Et la nuit, quand il s’est arrêté de pleuvoir des tigres et des paravents, alors que les voleurs à main armée se sont satisfaits de pourboires, après la fermeture des cafés amers et à l’heure où les bordels devaient recevoir leurs clients, quand les lampes ont brûlé leurs mèches, et que les curés sont revenus à leur pédophilie coutumière, quand la pluie a pris peur car les bombes la devançaient à une vitesse que la lumière leur enviait, il descendit une fumée épaisse, car les os avaient brûlé à feu doux et on avait cru qu’ils nous avaient abandonnés, mais ils sont revenus en calcium de Palestine et ont rempli les gorges enflées de leurs bourreaux avec un tel désespoir que ceux-ci sont allés se laver chez leurs mères et que leurs oreilles ont hallucinés car ils ont entendu les célèbres trompettes de JérichoJericho et ont confondu les années et les étoiles, les chevaux et les crabes ; et la nuit a refusé de pleuvoir sur la tête des moutons, et nous avons vu l’éclair se mélanger aux nuages grossis de sang et de larmes, et la matière s’est mise à parler directement aux morts, qui n’écoutaient plus, et les peuples, eux, n’avaient plus de voix, et nous avons marché sur des ronces, des épines et des orties, et nos yeux ont épuisé le vocabulaire des ténèbres.

Alors il descendit, après la pluie, un ange que nul n’a pu nommer.

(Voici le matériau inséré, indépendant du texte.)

//! Soft-fail facade over a [`CacheStore`].
//!
//! The delivery path never depends on the cache for correctness. Every
//! operation here logs a warning on backend failure and reports the result a
//! cache miss would have produced, so callers need no error handling of
//! their own.

use std::{sync::Arc, time::Duration};

use chrono::{DateTime, SecondsFormat, Utc};
use herald_common::internal;
use herald_store::{Message, MessageId};

use crate::{
    DisabledCache, Result,
    keys::{self, MESSAGE_PATTERN, SCHEDULER_RUNNING, SCHEDULER_STATE, SENT_MESSAGES},
    r#trait::CacheStore,
};

/// Lifetime of a per-message delivery mark.
pub const DEFAULT_MESSAGE_TTL: Duration = Duration::from_secs(24 * 60 * 60);

/// Lifetime of the aggregate sent-messages snapshot.
pub const DEFAULT_SNAPSHOT_TTL: Duration = Duration::from_secs(10 * 60);

#[derive(Debug, Clone)]
pub struct DedupCache {
    backend: Arc<dyn CacheStore>,
    message_ttl: Duration,
    snapshot_ttl: Duration,
}

impl DedupCache {
    #[must_use]
    pub fn new(backend: Arc<dyn CacheStore>) -> Self {
        Self {
            backend,
            message_ttl: DEFAULT_MESSAGE_TTL,
            snapshot_ttl: DEFAULT_SNAPSHOT_TTL,
        }
    }

    /// A facade whose every lookup misses.
    #[must_use]
    pub fn disabled() -> Self {
        Self::new(Arc::new(DisabledCache))
    }

    #[must_use]
    pub const fn with_ttls(mut self, message_ttl: Duration, snapshot_ttl: Duration) -> Self {
        self.message_ttl = message_ttl;
        self.snapshot_ttl = snapshot_ttl;
        self
    }

    #[must_use]
    pub fn is_enabled(&self) -> bool {
        self.backend.is_enabled()
    }

    #[must_use]
    pub const fn backend(&self) -> &Arc<dyn CacheStore> {
        &self.backend
    }

    /// Whether a delivery mark exists for `id`. A failing backend counts as
    /// "not delivered".
    pub async fn is_delivered(&self, id: MessageId) -> bool {
        match self.backend.exists(&keys::message_key(id)).await {
            Ok(found) => found,
            Err(e) => {
                internal!(
                    level = WARN,
                    message_id = %id,
                    error = %e,
                    "Dedup lookup failed, treating message as undelivered"
                );
                false
            }
        }
    }

    /// Record that `id` was delivered at `at`. Returns `false` when the mark
    /// could not be written.
    pub async fn record_delivery(&self, id: MessageId, at: DateTime<Utc>) -> bool {
        let value = at.to_rfc3339_opts(SecondsFormat::Secs, true);

        match self
            .backend
            .set(&keys::message_key(id), &value, Some(self.message_ttl))
            .await
        {
            Ok(()) => true,
            Err(e) => {
                internal!(
                    level = WARN,
                    message_id = %id,
                    error = %e,
                    "Unable to cache delivery mark"
                );
                false
            }
        }
    }

    /// The cached sent-messages snapshot, or `None` on miss, backend failure
    /// or an undecodable value.
    pub async fn sent_snapshot(&self) -> Option<Vec<Message>> {
        let raw = match self.backend.get(SENT_MESSAGES).await {
            Ok(raw) => raw?,
            Err(e) => {
                internal!(level = WARN, error = %e, "Unable to read sent-messages snapshot");
                return None;
            }
        };

        match serde_json::from_str(&raw) {
            Ok(messages) => Some(messages),
            Err(e) => {
                internal!(level = WARN, error = %e, "Discarding undecodable sent-messages snapshot");
                None
            }
        }
    }

    /// Overwrite the snapshot. Returns `false` when it could not be written.
    pub async fn store_sent_snapshot(&self, messages: &[Message]) -> bool {
        match self.write_snapshot(messages).await {
            Ok(()) => true,
            Err(e) => {
                internal!(level = WARN, error = %e, "Unable to refresh sent-messages snapshot");
                false
            }
        }
    }

    async fn write_snapshot(&self, messages: &[Message]) -> Result<()> {
        let encoded = serde_json::to_string(messages)?;
        self.backend
            .set(SENT_MESSAGES, &encoded, Some(self.snapshot_ttl))
            .await
    }

    /// Remove every per-message delivery mark, leaving the snapshot and
    /// scheduler state alone.
    ///
    /// # Errors
    /// Propagates backend failures; this is an operator action rather than
    /// part of a delivery cycle.
    pub async fn clear_delivery_marks(&self) -> Result<usize> {
        let marks: Vec<String> = self
            .backend
            .list_keys(MESSAGE_PATTERN)
            .await?
            .into_iter()
            .filter(|key| keys::parse_message_key(key).is_some())
            .collect();

        if marks.is_empty() {
            return Ok(0);
        }

        let removed = self.backend.delete(&marks).await?;
        internal!(level = INFO, removed, "Cleared delivery marks");

        Ok(removed)
    }

    pub async fn mark_scheduler_running(&self) -> bool {
        match self
            .backend
            .set(SCHEDULER_STATE, SCHEDULER_RUNNING, None)
            .await
        {
            Ok(()) => true,
            Err(e) => {
                internal!(level = WARN, error = %e, "Unable to record scheduler state");
                false
            }
        }
    }

    pub async fn clear_scheduler_state(&self) -> bool {
        match self.backend.delete(&[SCHEDULER_STATE.to_string()]).await {
            Ok(_) => true,
            Err(e) => {
                internal!(level = WARN, error = %e, "Unable to clear scheduler state");
                false
            }
        }
    }
}
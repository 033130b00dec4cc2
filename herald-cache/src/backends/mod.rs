mod disabled;
mod memory;

pub use disabled::DisabledCache;
pub use memory::MemoryCache;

Il s’est mis à compter les blessures des uns, et les amputations opérées avec des couteaux de cuisine des autres, et l’ange a tout écrit sur un livre d’or et de boue.

C’est ainsi que la mer s’est étalée, qu’elle a tremblé d’épouvante, et qu’elle a été dire à ses vagues de se mobiliser.

On a entendu des instruments barbares et on a juré qu’il fallait tuer et la vie et la mort, car on avait déjà un espace de feu et de larmes.

Nul n’est sorti vivant du camp des condamnés mais il y a eu des éclairs et du tonnerre dans les maisons bourrées d’enfants, et la misère s’est habillée en femme mais personne ne s’est arrêté car tout ce qui était vivant était mort.

Nous avons enseveli la mort dans un énorme drapeau puis nous l’avons enterrée dans la fosse commune qu’était devenue la ville de ceux qui mangeaient tous les matins les gâteaux secs du souvenir.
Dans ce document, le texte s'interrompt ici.